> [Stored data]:
*** Block opens ***

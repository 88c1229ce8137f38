//! Scripted editor sessions.
//!
//! A script is JSON: an editor mode plus a list of steps tagged by `op`.
//! Each step maps onto one [`EngineCore`] call, so a replay exercises the
//! same gesture and command paths a host would drive interactively.
//!
//! ```json
//! { "mode": "annotation", "steps": [
//!     { "op": "tool", "tool": "pen" },
//!     { "op": "stroke", "points": [[10, 10], [50, 10], [50, 50]] },
//!     { "op": "undo" }
//! ] }
//! ```

#[cfg(test)]
#[path = "script_test.rs"]
mod script_test;

use canvas::catalog::ComponentKind;
use canvas::doc::Color;
use canvas::engine::{Action, EngineCore};
use canvas::input::{EditorMode, Tool};
use canvas::scale::Point;
use serde::Deserialize;
use tracing::{debug, info};

#[derive(Debug, thiserror::Error)]
pub(crate) enum ScriptError {
    #[error("invalid script JSON: {0}")]
    Json(#[from] serde_json::Error),
    #[error("auto-generated diagrams come from `generate`, not a script")]
    UnsupportedMode,
    #[error("step {step}: invalid color `{value}`")]
    InvalidColor { step: usize, value: String },
    #[error("step {step}: stroke needs at least one point")]
    EmptyStroke { step: usize },
}

#[derive(Debug, Clone, Deserialize)]
#[serde(deny_unknown_fields)]
pub(crate) struct Script {
    #[serde(default)]
    pub(crate) mode: EditorMode,
    #[serde(default)]
    pub(crate) steps: Vec<Step>,
}

impl Script {
    pub(crate) fn parse(json: &str) -> Result<Self, ScriptError> {
        let script: Script = serde_json::from_str(json)?;
        if script.mode == EditorMode::AutoGenerated {
            return Err(ScriptError::UnsupportedMode);
        }
        Ok(script)
    }
}

/// One editor interaction.
#[derive(Debug, Clone, PartialEq, Deserialize)]
#[serde(tag = "op", rename_all = "snake_case")]
pub(crate) enum Step {
    Tool { tool: Tool },
    Down { x: f64, y: f64 },
    Move { x: f64, y: f64 },
    Up { x: f64, y: f64 },
    /// Pointer down on the first point, moves through the rest, up on the last.
    Stroke { points: Vec<[f64; 2]> },
    Text { text: String },
    CancelText,
    Component { kind: ComponentKind },
    Undo,
    Redo,
    Rotate,
    Front,
    Back,
    Duplicate,
    Lock,
    /// Toggle visibility of the selection.
    Hide,
    Delete,
    /// Change the current style; absent fields keep their value.
    Style {
        #[serde(default)]
        stroke: Option<String>,
        #[serde(default)]
        fill: Option<String>,
        #[serde(default)]
        width: Option<f64>,
        #[serde(default)]
        opacity: Option<f64>,
        #[serde(default)]
        font_size: Option<f64>,
    },
}

/// Totals for a finished replay.
#[derive(Debug, Clone, Copy, Default, PartialEq, Eq)]
pub(crate) struct ReplaySummary {
    pub(crate) steps: usize,
    pub(crate) commits: usize,
}

/// Drive `core` through `steps` in order.
pub(crate) fn run(core: &mut EngineCore, steps: &[Step]) -> Result<ReplaySummary, ScriptError> {
    let mut summary = ReplaySummary::default();
    for (index, step) in steps.iter().enumerate() {
        let actions = apply(core, index, step)?;
        let commits = actions.iter().filter(|a| **a == Action::HistoryCommitted).count();
        debug!(index, ?step, commits, "script step applied");
        summary.steps += 1;
        summary.commits += commits;
    }
    info!(steps = summary.steps, commits = summary.commits, entities = core.scene.len(), "script replayed");
    Ok(summary)
}

fn apply(core: &mut EngineCore, index: usize, step: &Step) -> Result<Vec<Action>, ScriptError> {
    let actions = match step {
        Step::Tool { tool } => core.set_tool(*tool),
        Step::Down { x, y } => core.on_pointer_down(Point::new(*x, *y)),
        Step::Move { x, y } => core.on_pointer_move(Point::new(*x, *y)),
        Step::Up { x, y } => core.on_pointer_up(Point::new(*x, *y)),
        Step::Stroke { points } => {
            let Some(([x0, y0], rest)) = points.split_first() else {
                return Err(ScriptError::EmptyStroke { step: index });
            };
            let mut actions = core.on_pointer_down(Point::new(*x0, *y0));
            let last = rest.last().copied().unwrap_or([*x0, *y0]);
            for [x, y] in rest {
                actions.extend(core.on_pointer_move(Point::new(*x, *y)));
            }
            actions.extend(core.on_pointer_up(Point::new(last[0], last[1])));
            actions
        }
        Step::Text { text } => core.submit_text(text),
        Step::CancelText => {
            core.cancel_text();
            Vec::new()
        }
        Step::Component { kind } => core.add_component(*kind),
        Step::Undo => core.undo(),
        Step::Redo => core.redo(),
        Step::Rotate => core.rotate_selected(),
        Step::Front => core.bring_to_front(),
        Step::Back => core.send_to_back(),
        Step::Duplicate => core.duplicate_selected(),
        Step::Lock => core.toggle_lock(),
        Step::Hide => match core.selection() {
            Some(id) => core.toggle_visibility(&id),
            None => {
                debug!(index, "hide ignored: nothing selected");
                Vec::new()
            }
        },
        Step::Delete => core.delete_selected(),
        Step::Style { stroke, fill, width, opacity, font_size } => {
            let mut style = core.editor.style.clone();
            if let Some(hex) = stroke {
                style.stroke = parse_color(index, hex)?;
            }
            if let Some(hex) = fill {
                style.fill = Some(parse_color(index, hex)?);
            }
            if let Some(width) = width {
                style.stroke_width = *width;
            }
            if let Some(opacity) = opacity {
                style.opacity = opacity.clamp(0.0, 1.0);
            }
            if let Some(size) = font_size {
                style.font.size = *size;
            }
            core.set_style(style);
            Vec::new()
        }
    };
    Ok(actions)
}

fn parse_color(step: usize, hex: &str) -> Result<Color, ScriptError> {
    Color::from_hex(hex).ok_or_else(|| ScriptError::InvalidColor { step, value: hex.to_owned() })
}
mod config;
mod script;

use std::fs;
use std::path::{Path, PathBuf};

use canvas::catalog;
use canvas::engine::EngineCore;
use canvas::export::{self, ExportError};
use canvas::layout::DeckInput;
use canvas::record::DrawingRecord;
use canvas::scale::Viewport;
use clap::{Parser, Subcommand};
use tracing::info;

use crate::script::{Script, ScriptError};

#[derive(Debug, thiserror::Error)]
enum AppError {
    #[error("{}: {source}", path.display())]
    Io { path: PathBuf, source: std::io::Error },
    #[error("json: {0}")]
    Json(#[from] serde_json::Error),
    #[error("script failed: {0}")]
    Script(#[from] ScriptError),
    #[error("export failed: {0}")]
    Export(#[from] ExportError),
}

#[derive(Parser, Debug)]
#[command(name = "deckdraw", about = "Deck diagram generator and annotation replayer")]
struct Cli {
    /// Directory that receives full.png, thumb.png and record.json.
    #[arg(long, env = "DECKDRAW_OUT_DIR", default_value = ".")]
    out_dir: PathBuf,

    #[arg(long, env = "DECKDRAW_WIDTH", default_value_t = 800.0)]
    width: f64,

    #[arg(long, env = "DECKDRAW_HEIGHT", default_value_t = 600.0)]
    height: f64,

    /// Device pixels per canvas unit in the exported PNG.
    #[arg(long, env = "DECKDRAW_DENSITY", default_value_t = 2.0)]
    density: f64,

    /// Edge of the square thumbnail box.
    #[arg(long, env = "DECKDRAW_THUMB_SIZE", default_value_t = 200)]
    thumb_size: u32,

    /// TrueType/OpenType font for labels, replacing the bundled DejaVu Sans.
    #[arg(long, env = "DECKDRAW_FONT")]
    font: Option<PathBuf>,

    #[command(subcommand)]
    command: Command,
}

#[derive(Subcommand, Debug)]
enum Command {
    /// Lay out a deck from a measurements file.
    Generate { input: PathBuf },
    /// Replay an annotation or builder script.
    Replay {
        script: PathBuf,
        /// Background photo painted under the annotations.
        #[arg(long)]
        photo: Option<PathBuf>,
    },
    /// List the builder component catalog.
    Catalog,
}

fn main() -> Result<(), AppError> {
    tracing_subscriber::fmt::init();

    let cli = Cli::parse();
    let config = config::editor_config_from_env();
    let viewport = Viewport::new(cli.width, cli.height);

    let mut core = match &cli.command {
        Command::Catalog => {
            print_catalog();
            return Ok(());
        }
        Command::Generate { input } => {
            let input: DeckInput = serde_json::from_str(&read_text(input)?)?;
            EngineCore::auto_generated(&input, viewport, config)
        }
        Command::Replay { script, photo } => {
            let script = Script::parse(&read_text(script)?)?;
            let mut core = EngineCore::new(script.mode, viewport, config);
            if let Some(photo) = photo {
                core.begin_photo_load();
                core.finish_photo_load(&read_bytes(photo)?);
            }
            script::run(&mut core, &script.steps)?;
            core
        }
    };

    if let Some(font) = &cli.font {
        core.load_font(read_bytes(font)?)?;
    }
    write_outputs(&mut core, &cli)
}

fn write_outputs(core: &mut EngineCore, cli: &Cli) -> Result<(), AppError> {
    fs::create_dir_all(&cli.out_dir).map_err(|source| AppError::Io { path: cli.out_dir.clone(), source })?;

    let full = core.export(cli.density)?;
    let thumb = export::thumbnail(&full, cli.thumb_size, cli.thumb_size)?;
    write_file(&cli.out_dir.join("full.png"), &full)?;
    write_file(&cli.out_dir.join("thumb.png"), &thumb)?;

    let record = DrawingRecord::new(core.mode(), core.viewport, core.editor.scale, full, thumb);
    write_file(&cli.out_dir.join("record.json"), record.to_json()?.as_bytes())?;

    info!(
        out_dir = %cli.out_dir.display(),
        id = %record.id,
        entities = core.scene.len(),
        mode = ?record.mode,
        "drawing saved"
    );
    Ok(())
}

fn print_catalog() {
    for t in catalog::catalog() {
        println!("{:<10} {:>6.0} x {:<6.0} {:<22} {}", t.label, t.width, t.height, t.material, t.color.to_hex());
    }
}

fn read_text(path: &Path) -> Result<String, AppError> {
    fs::read_to_string(path).map_err(|source| AppError::Io { path: path.to_owned(), source })
}

fn read_bytes(path: &Path) -> Result<Vec<u8>, AppError> {
    fs::read(path).map_err(|source| AppError::Io { path: path.to_owned(), source })
}

fn write_file(path: &Path, bytes: &[u8]) -> Result<(), AppError> {
    fs::write(path, bytes).map_err(|source| AppError::Io { path: path.to_owned(), source })
}
//! Saved-drawing record handed back to the host after export.

#[cfg(test)]
#[path = "record_test.rs"]
mod record_test;

use std::time::{SystemTime, UNIX_EPOCH};

use base64::Engine as _;
use base64::engine::general_purpose::STANDARD;
use serde::{Deserialize, Deserializer, Serialize, Serializer};
use uuid::Uuid;

use crate::input::EditorMode;
use crate::scale::{Scale, Viewport};

const PNG_DATA_URL: &str = "data:image/png;base64,";

/// Unit system of the saved drawing.
#[derive(Debug, Clone, Copy, PartialEq, Eq, Serialize, Deserialize)]
#[serde(rename_all = "lowercase")]
pub enum Units {
    Feet,
    Pixels,
}

#[derive(Debug, Clone, PartialEq, Serialize, Deserialize)]
#[serde(rename_all = "camelCase")]
pub struct RecordMetadata {
    pub canvas_width: f64,
    pub canvas_height: f64,
    /// Effective pixels per foot at export time.
    pub scale: f64,
    pub units: Units,
}

/// One exported drawing. Images serialize as PNG data URLs.
#[derive(Debug, Clone, PartialEq, Serialize, Deserialize)]
#[serde(rename_all = "camelCase")]
pub struct DrawingRecord {
    pub id: Uuid,
    pub mode: EditorMode,
    /// Unix milliseconds.
    pub created_at: i64,
    /// Unix milliseconds.
    pub last_modified: i64,
    #[serde(serialize_with = "png_to_data_url", deserialize_with = "png_from_data_url")]
    pub thumbnail: Vec<u8>,
    #[serde(serialize_with = "png_to_data_url", deserialize_with = "png_from_data_url")]
    pub full_image: Vec<u8>,
    pub metadata: RecordMetadata,
}

impl DrawingRecord {
    /// A fresh record stamped with the current time. Auto-generated drawings
    /// are measured in feet; the other modes in pixels.
    #[must_use]
    pub fn new(mode: EditorMode, viewport: Viewport, scale: Scale, full_image: Vec<u8>, thumbnail: Vec<u8>) -> Self {
        let now = now_ms();
        let units = if mode == EditorMode::AutoGenerated { Units::Feet } else { Units::Pixels };
        Self {
            id: Uuid::new_v4(),
            mode,
            created_at: now,
            last_modified: now,
            thumbnail,
            full_image,
            metadata: RecordMetadata {
                canvas_width: viewport.width,
                canvas_height: viewport.height,
                scale: scale.effective(),
                units,
            },
        }
    }

    /// Replace both images and bump `last_modified`.
    pub fn update_images(&mut self, full_image: Vec<u8>, thumbnail: Vec<u8>) {
        self.full_image = full_image;
        self.thumbnail = thumbnail;
        self.last_modified = now_ms().max(self.created_at);
    }

    /// Pretty JSON for hosts and the CLI.
    ///
    /// # Errors
    ///
    /// Propagates serializer failures.
    pub fn to_json(&self) -> Result<String, serde_json::Error> {
        serde_json::to_string_pretty(self)
    }
}

fn now_ms() -> i64 {
    let Ok(dur) = SystemTime::now().duration_since(UNIX_EPOCH) else {
        return 0;
    };
    i64::try_from(dur.as_millis()).unwrap_or(0)
}

fn png_to_data_url<S: Serializer>(bytes: &[u8], serializer: S) -> Result<S::Ok, S::Error> {
    serializer.serialize_str(&format!("{PNG_DATA_URL}{}", STANDARD.encode(bytes)))
}

fn png_from_data_url<'de, D: Deserializer<'de>>(deserializer: D) -> Result<Vec<u8>, D::Error> {
    let s = String::deserialize(deserializer)?;
    let payload = s.strip_prefix(PNG_DATA_URL).unwrap_or(&s);
    STANDARD.decode(payload).map_err(serde::de::Error::custom)
}
//! Input model: tools, editor mode, and the gesture state machine.
//!
//! `Tool` and `EditorState` capture the user's intent at the time of a
//! pointer event. `InputState` is the active gesture tracked between
//! pointer-down and pointer-up (or across clicks for multi-step tools),
//! carrying all context needed to build the final scene mutation.

#[cfg(test)]
#[path = "input_test.rs"]
mod input_test;

use serde::{Deserialize, Serialize};

use crate::catalog::ComponentKind;
use crate::config::EditorConfig;
use crate::consts::DEFAULT_POLYGON_SIDES;
use crate::doc::{Entity, EntityId, Rect, Shape, Style};
use crate::scale::{Point, Scale};

/// Which tool is currently active.
#[derive(Debug, Clone, Copy, PartialEq, Eq, Default, Serialize, Deserialize)]
#[serde(rename_all = "snake_case")]
pub enum Tool {
    /// Pointer / selection tool (default).
    #[default]
    Select,
    Pen,
    /// Pen with reduced opacity and a wider stroke.
    Highlighter,
    Line,
    Arrow,
    Rectangle,
    Ellipse,
    Polygon,
    Text,
    /// Two clicks measure a distance in feet.
    Measurement,
    /// Click, type, click: a text box with an arrow.
    Callout,
    /// Builder-mode placement of a catalog component.
    Placement(ComponentKind),
}

impl Tool {
    /// Whether this tool draws a provisional entity between down and up.
    #[must_use]
    pub fn is_drag_drawing(self) -> bool {
        matches!(
            self,
            Self::Pen | Self::Highlighter | Self::Line | Self::Arrow | Self::Rectangle | Self::Ellipse | Self::Polygon
        )
    }

    /// Whether this tool leaves freehand strokes.
    #[must_use]
    pub fn is_freehand(self) -> bool {
        matches!(self, Self::Pen | Self::Highlighter)
    }
}

/// Which kind of diagram the session produces.
#[derive(Debug, Clone, Copy, PartialEq, Eq, Default, Serialize, Deserialize)]
#[serde(rename_all = "snake_case")]
pub enum EditorMode {
    /// Generated from entered measurements, then annotated.
    AutoGenerated,
    /// Freehand annotation over a background photo.
    #[default]
    Annotation,
    /// Assembled from catalog components.
    Builder,
}

/// Persistent editor state visible to every gesture and to the renderer.
#[derive(Debug, Clone, PartialEq)]
pub struct EditorState {
    pub mode: EditorMode,
    pub tool: Tool,
    /// Style applied to newly created entities.
    pub style: Style,
    /// Side count for the polygon tool.
    pub polygon_sides: u32,
    pub scale: Scale,
    pub config: EditorConfig,
}

impl EditorState {
    #[must_use]
    pub fn new(mode: EditorMode, config: EditorConfig) -> Self {
        Self {
            mode,
            tool: Tool::Select,
            style: Style::default(),
            polygon_sides: DEFAULT_POLYGON_SIDES,
            scale: Scale::new(config.pixels_per_foot),
            config,
        }
    }
}

impl Default for EditorState {
    fn default() -> Self {
        Self::new(EditorMode::default(), EditorConfig::default())
    }
}

/// Why the engine asked the host for text.
#[derive(Debug, Clone, Copy, PartialEq, Eq, Serialize, Deserialize)]
#[serde(rename_all = "snake_case")]
pub enum TextPurpose {
    Text,
    Callout,
}

/// Internal state for the input state machine.
#[derive(Debug, Clone, Default)]
pub enum InputState {
    /// No gesture in progress.
    #[default]
    Idle,
    /// A provisional entity is being drawn. It lives here, not in the scene,
    /// until pointer-up commits it.
    Drawing {
        entity: Box<Entity>,
        /// Pointer-down position.
        origin: Point,
    },
    /// An existing entity is being moved.
    Dragging {
        id: EntityId,
        /// Pointer position at pointer-down.
        start: Point,
        /// Top-left of the entity's bounds at pointer-down.
        orig_pos: Point,
        /// Shape at pointer-down, used to recompute and to revert.
        orig_shape: Shape,
    },
    /// An entity is being resized by its corner handle.
    Resizing {
        id: EntityId,
        start: Point,
        /// Shape at pointer-down; its resize box is the baseline.
        orig_shape: Shape,
    },
    /// Waiting for the host to submit text for a new text entity.
    TextPending { at: Point },
    /// First measurement click recorded.
    MeasurePending { start: Point },
    /// Callout anchor placed; waiting for its text.
    CalloutAwaitingText { anchor: Point },
    /// Callout text submitted; the next click places the arrow target.
    CalloutArmed { anchor: Point, text: String },
}

impl InputState {
    /// The provisional entity being drawn, if any.
    #[must_use]
    pub fn provisional(&self) -> Option<&Entity> {
        match self {
            Self::Drawing { entity, .. } => Some(entity),
            _ => None,
        }
    }

    /// Start point of a pending measurement, if any.
    #[must_use]
    pub fn pending_measurement(&self) -> Option<Point> {
        match self {
            Self::MeasurePending { start } => Some(*start),
            _ => None,
        }
    }

    #[must_use]
    pub fn is_idle(&self) -> bool {
        matches!(self, Self::Idle)
    }
}

/// Geometry for a drag-drawn shape spanning `origin → current`.
#[must_use]
pub fn drawn_shape(tool: Tool, origin: Point, current: Point, polygon_sides: u32) -> Option<Shape> {
    let shape = match tool {
        Tool::Pen | Tool::Highlighter => {
            Shape::Freehand { points: vec![origin.x, origin.y], highlighter: tool == Tool::Highlighter }
        }
        Tool::Line => Shape::Line { from: origin, to: current },
        Tool::Arrow => Shape::Arrow { from: origin, to: current },
        Tool::Rectangle => Shape::Rectangle { rect: Rect::from_corners(origin, current) },
        Tool::Ellipse => {
            let rect = Rect::from_corners(origin, current);
            Shape::Ellipse { center: rect.center(), rx: rect.width * 0.5, ry: rect.height * 0.5 }
        }
        Tool::Polygon => Shape::Polygon { center: origin, radius: origin.distance_to(current), sides: polygon_sides },
        Tool::Select
        | Tool::Text
        | Tool::Measurement
        | Tool::Callout
        | Tool::Placement(_) => return None,
    };
    Some(shape)
}
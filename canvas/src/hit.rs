#[cfg(test)]
#[path = "hit_test.rs"]
mod hit_test;

use crate::consts::{HANDLE_RADIUS_PX, HIT_SLOP_PX};
use crate::doc::{Entity, EntityId, Scene, Shape, flat_points};
use crate::scale::Point;

/// Which part of an entity was hit.
#[derive(Debug, Clone, Copy, PartialEq, Eq)]
pub enum HitPart {
    Body,
    ResizeHandle,
}

/// Result of a hit test.
#[derive(Debug, Clone, Copy, PartialEq, Eq)]
pub struct Hit {
    pub entity_id: EntityId,
    pub part: HitPart,
}

/// Canvas position of the resize handle: bottom-right of the visual resize
/// box. `None` for shapes that cannot be resized.
#[must_use]
pub fn resize_handle_position(entity: &Entity) -> Option<Point> {
    entity.visual_resize_box().map(|b| b.bottom_right())
}

/// Test which entity (if any) is under `pt`, checking the selected entity's
/// resize handle first, then visible bodies top-most first.
#[must_use]
pub fn hit_test(scene: &Scene, pt: Point) -> Option<Hit> {
    if let Some(selected) = scene.selected() {
        if selected.visible
            && !selected.locked
            && resize_handle_position(selected).is_some_and(|h| pt.distance_to(h) <= HANDLE_RADIUS_PX)
        {
            return Some(Hit { entity_id: selected.id, part: HitPart::ResizeHandle });
        }
    }

    scene
        .sorted_entities()
        .into_iter()
        .rev()
        .filter(|e| e.visible)
        .find(|e| hits_body(e, pt))
        .map(|e| Hit { entity_id: e.id, part: HitPart::Body })
}

fn hits_body(entity: &Entity, pt: Point) -> bool {
    let slop = HIT_SLOP_PX.max(entity.style.stroke_width * 0.5);
    match &entity.shape {
        Shape::Line { from, to } | Shape::Arrow { from, to } => {
            distance_to_segment(pt, entity.apply_transform(*from), entity.apply_transform(*to)) <= slop
        }
        Shape::Measurement { offset, .. } => entity.visual_bounds().inflate(slop + offset.abs()).contains(pt),
        Shape::Freehand { points, .. } => {
            let pts: Vec<Point> = flat_points(points).map(|p| entity.apply_transform(p)).collect();
            match pts.as_slice() {
                [] => false,
                [only] => pt.distance_to(*only) <= slop,
                _ => pts.windows(2).any(|w| distance_to_segment(pt, w[0], w[1]) <= slop),
            }
        }
        Shape::Structural { .. }
        | Shape::Rectangle { .. }
        | Shape::Ellipse { .. }
        | Shape::Polygon { .. }
        | Shape::Text { .. }
        | Shape::Callout { .. }
        | Shape::Component { .. } => entity.visual_bounds().contains(pt),
    }
}

/// Shortest distance from `p` to the segment `a–b`.
#[must_use]
pub fn distance_to_segment(p: Point, a: Point, b: Point) -> f64 {
    let dx = b.x - a.x;
    let dy = b.y - a.y;
    let len_sq = dx * dx + dy * dy;
    if len_sq <= f64::EPSILON {
        return p.distance_to(a);
    }
    let t = (((p.x - a.x) * dx + (p.y - a.y) * dy) / len_sq).clamp(0.0, 1.0);
    p.distance_to(Point::new(a.x + t * dx, a.y + t * dy))
}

*** Block closes ***

> [PROBLEM DESCRIPTION]: From the data, work out how many lines include the word "ExportError"; the reply is that number and nothing else.

> [ANSWER SECTION]: 2